En efecto, son muchos los problemas de la convivencia civil española que afectan al actual ordenamiento jurídico, impregnado del espíritu nacional-catolicista y es preciso que la Iglesia distinga, como el cardenal ha dicho, qué cosas son fruto de la defensa de su fe y de su evangelio y cuáles otras de una interpretación torcida y egoísta de los intereses del aparato de la propia Iglesia. Un derecho de la familia moderna que contemple la realidad social española y las aspiraciones de las generaciones jóvenes choca inevitablemente con algunos de los postulados religiosos que la Iglesia católica mantiene inamovibles para sus fieles. Un presión indiscriminada hacia el electorado por parte de la Iglesia, amparada en la necesidad de juicios o instrucciones morales a este respecto, puede contribuir así a deformar un debate político en el que se contemplan derechos ciudadanos que no deberían estar sujetos a cauciones morales diferentes a las que los representantes políticos del pueblo estimen necesarias.

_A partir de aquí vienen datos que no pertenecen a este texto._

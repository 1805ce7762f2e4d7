#[derive(Clone, Copy, Debug, PartialEq, Eq)]
pub enum ViewError {
    SessionUnavailable,
}

impl ViewError {
    #[must_use]
    pub fn message(self) -> &'static str {
        match self {
            ViewError::SessionUnavailable => "The exercise could not be started. Please try again.",
        }
    }
}
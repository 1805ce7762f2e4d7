use dioxus::prelude::*;

use crate::vm::SummaryVm;

#[component]
pub fn SessionSummaryView(
    summary: SummaryVm,
    on_retry: EventHandler<()>,
    on_home: EventHandler<()>,
) -> Element {
    rsx! {
        div { class: "card summary",
            h2 { class: "summary__title", "Exercise Complete!" }
            div { class: "summary__emoji", "{summary.emoji}" }
            p { class: "summary__percentage", "{summary.percentage_label}" }
            // Definition list reads well for label/value pairs.
            dl { class: "summary__details",
                dt { "Result" }
                dd { "{summary.detail}" }

                dt { "Level" }
                dd { "{summary.tier_title}" }

                dt { "Duration" }
                dd { "{summary.elapsed_label}" }
            }
            div { class: "summary__actions",
                button {
                    class: "btn btn-primary",
                    id: "summary-retry",
                    r#type: "button",
                    onclick: move |_| on_retry.call(()),
                    "Try Again"
                }
                button {
                    class: "btn btn-secondary",
                    id: "summary-home",
                    r#type: "button",
                    onclick: move |_| on_home.call(()),
                    "Home"
                }
            }
        }
    }
}
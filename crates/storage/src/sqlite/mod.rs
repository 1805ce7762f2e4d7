use std::sync::Arc;
use std::time::Duration;

use sqlx::{SqlitePool, sqlite::SqlitePoolOptions};
use thiserror::Error;

use crate::repository::{PreferenceRepository, Storage};

mod migrate;
mod preference_repo;

#[derive(Clone)]
pub struct SqliteRepository {
    pool: SqlitePool,
}

#[derive(Debug, Error)]
#[non_exhaustive]
pub enum SqliteInitError {
    #[error(transparent)]
    Sqlx(#[from] sqlx::Error),
}

impl SqliteRepository {
    /// Connect to `SQLite` using the given URL.
    ///
    /// # Errors
    ///
    /// Returns `SqliteInitError` if the connection cannot be established or if
    /// the connection pragmas fail during setup.
    pub async fn connect(database_url: &str) -> Result<Self, SqliteInitError> {
        // A private in-memory database lives and dies with its one connection.
        let private_memory = database_url == "sqlite::memory:";
        let options = if private_memory {
            SqlitePoolOptions::new()
                .max_connections(1)
                .idle_timeout(None)
                .max_lifetime(None)
        } else {
            SqlitePoolOptions::new().max_connections(2)
        };
        let pool = options
            .acquire_timeout(Duration::from_secs(5))
            .after_connect(|conn, _meta| {
                Box::pin(async move {
                    sqlx::query("PRAGMA journal_mode = WAL;")
                        .execute(&mut *conn)
                        .await?;
                    sqlx::query("PRAGMA busy_timeout = 5000;")
                        .execute(&mut *conn)
                        .await?;
                    Ok(())
                })
            })
            .connect(database_url)
            .await?;
        Ok(Self { pool })
    }

    /// Create tables if they do not exist.
    ///
    /// # Errors
    ///
    /// Returns `SqliteInitError` if migration queries fail.
    pub async fn migrate(&self) -> Result<(), SqliteInitError> {
        migrate::run_migrations(&self.pool).await
    }

    #[must_use]
    pub fn pool(&self) -> &SqlitePool {
        &self.pool
    }
}

impl Storage {
    /// Build a `Storage` backed by `SQLite`.
    ///
    /// # Errors
    ///
    /// Returns `SqliteInitError` if connection or migrations cannot be
    /// completed.
    pub async fn sqlite(database_url: &str) -> Result<Self, SqliteInitError> {
        let repo = SqliteRepository::connect(database_url).await?;
        repo.migrate().await?;
        let preferences: Arc<dyn PreferenceRepository> = Arc::new(repo);
        Ok(Self { preferences })
    }
}
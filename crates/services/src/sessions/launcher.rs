use std::sync::Arc;

use reflex_core::model::DifficultyTier;
use reflex_core::{Clock, NumberGenerator, RandomSource};
use tokio::sync::mpsc;

use crate::error::SessionError;
use crate::random::{SeededSource, ThreadRngSource};
use crate::speech::SpeechAnnouncer;

use super::controller::{ExerciseSession, SessionTiming};
use super::scheduler::{Scheduler, TokioScheduler};
use super::session_loop::{SessionHandle, SessionLoop};

/// Builds the randomness for each new session.
pub type RandomFactory = Arc<dyn Fn() -> Box<dyn RandomSource> + Send + Sync>;

/// A started session: the handle for the view, the loop for the executor.
pub struct SessionLaunch {
    pub handle: SessionHandle,
    pub session_loop: SessionLoop,
}

/// Assembles sessions from the app-wide collaborators.
#[derive(Clone)]
pub struct SessionLauncher {
    clock: Clock,
    timing: SessionTiming,
    announcer: SpeechAnnouncer,
    random: RandomFactory,
}

impl SessionLauncher {
    #[must_use]
    pub fn new(clock: Clock, announcer: SpeechAnnouncer) -> Self {
        Self {
            clock,
            timing: SessionTiming::default(),
            announcer,
            random: Arc::new(|| -> Box<dyn RandomSource> { Box::new(ThreadRngSource) }),
        }
    }

    /// Every session replays the same number sequence for `seed`.
    #[must_use]
    pub fn with_seed(self, seed: u64) -> Self {
        self.with_random_source(move || Box::new(SeededSource::new(seed)))
    }

    #[must_use]
    pub fn with_random_source<F>(mut self, factory: F) -> Self
    where
        F: Fn() -> Box<dyn RandomSource> + Send + Sync + 'static,
    {
        self.random = Arc::new(factory);
        self
    }

    #[must_use]
    pub fn with_timing(mut self, timing: SessionTiming) -> Self {
        self.timing = timing;
        self
    }

    /// An idle controller wired to `scheduler`.
    #[must_use]
    pub fn controller(&self, tier: DifficultyTier, scheduler: Arc<dyn Scheduler>) -> ExerciseSession {
        ExerciseSession::new(
            tier,
            NumberGenerator::new((self.random)()),
            self.announcer.clone(),
            scheduler,
            self.timing,
            self.clock,
        )
    }

    /// Start a session on tokio timers.
    ///
    /// Must be called from within a tokio runtime; the returned loop has to be
    /// spawned (or awaited) for anything to happen.
    ///
    /// # Errors
    ///
    /// Returns `SessionError` if the session cannot be started.
    pub fn launch(&self, tier: DifficultyTier) -> Result<SessionLaunch, SessionError> {
        let (sender, receiver) = mpsc::unbounded_channel();
        let scheduler = Arc::new(TokioScheduler::new(sender.clone()));
        let mut session = self.controller(tier, scheduler);
        session.start()?;
        let (handle, session_loop) = SessionLoop::new(session, sender, receiver);
        Ok(SessionLaunch {
            handle,
            session_loop,
        })
    }
}
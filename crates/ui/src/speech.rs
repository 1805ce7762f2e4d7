use std::sync::Arc;
use std::sync::atomic::{AtomicBool, Ordering};

use dioxus::document;
use dioxus::prelude::spawn;
use services::{SpeechSink, Utterance};

/// Speaks through the webview's `speechSynthesis`, when the platform has it.
#[derive(Debug, Clone, Default)]
pub struct WebSpeechSink {
    unavailable_reported: Arc<AtomicBool>,
}

impl SpeechSink for WebSpeechSink {
    fn speak(&self, utterance: &Utterance) {
        let script = document::eval(&speech_script(utterance));
        let sink = self.clone();
        spawn(async move {
            let spoken = script.join::<bool>().await.ok();
            sink.note_outcome(spoken);
        });
    }
}

impl WebSpeechSink {
    /// Warn the first time the webview could not speak; returns whether it did.
    fn note_outcome(&self, spoken: Option<bool>) -> bool {
        if spoken == Some(true) {
            return false;
        }
        if self.unavailable_reported.swap(true, Ordering::Relaxed) {
            tracing::debug!("speech unavailable; utterance skipped");
            return false;
        }
        tracing::warn!("speech synthesis unavailable; numbers will not be spoken");
        true
    }
}

/// Script that queues `utterance`, or does nothing without speech support.
#[must_use]
pub fn speech_script(utterance: &Utterance) -> String {
    format!(
        r"(function() {{
            if (!('speechSynthesis' in window)) {{
                return false;
            }}
            const utterance = new SpeechSynthesisUtterance({text:?});
            utterance.lang = {lang:?};
            utterance.rate = {rate};
            utterance.pitch = {pitch};
            window.speechSynthesis.speak(utterance);
            return true;
        }})();",
        text = utterance.text,
        lang = utterance.locale,
        rate = utterance.rate,
        pitch = utterance.pitch,
    )
}

#[cfg(test)]
mod tests {
    use super::*;
    use services::{SpeechAnnouncer, SpeechSettings};

    fn utterance(text: &str) -> Utterance {
        let settings = SpeechSettings::default();
        Utterance {
            text: text.to_string(),
            locale: settings.locale().to_string(),
            rate: settings.rate(),
            pitch: settings.pitch(),
        }
    }

    #[test]
    fn script_guards_missing_speech_support() {
        let js = speech_script(&SpeechAnnouncer::silent().utterance_for(42));
        assert!(js.contains("'speechSynthesis' in window"));
        assert!(js.contains("return false;"));
    }

    #[test]
    fn script_carries_text_and_voice_settings() {
        let js = speech_script(&SpeechAnnouncer::silent().utterance_for(999_999));
        assert!(js.contains(r#"new SpeechSynthesisUtterance("999999")"#), "{js}");
        assert!(js.contains(r#"utterance.lang = "en-US";"#), "{js}");
        assert!(js.contains("utterance.rate = 0.8;"), "{js}");
        assert!(js.contains("utterance.pitch = 1;"), "{js}");
    }

    #[test]
    fn unavailable_speech_warns_once() {
        let sink = WebSpeechSink::default();
        assert!(!sink.note_outcome(Some(true)));
        assert!(sink.note_outcome(Some(false)));
        assert!(!sink.note_outcome(None));
        assert!(!sink.note_outcome(Some(false)));

        // Clones share the flag.
        assert!(!sink.clone().note_outcome(None));
        assert!(WebSpeechSink::default().note_outcome(None));
    }

    #[test]
    fn text_is_escaped_as_a_string_literal() {
        let js = speech_script(&utterance("a\"b"));
        assert!(js.contains(r#"SpeechSynthesisUtterance("a\"b")"#), "{js}");
    }
}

En cualquier caso la actitud de monseñor Tarancón parece hoy más alejada de otras declaraciones recientes que suponían una presión objetiva y real del episcopado sobre los redactores del texto constitucional y evidenciaban un deseo trasnochado y absurdo de traspasar a la ley civil de los españoles las convicciones íntimas de los españoles católicos, por numerosos que éstos sean.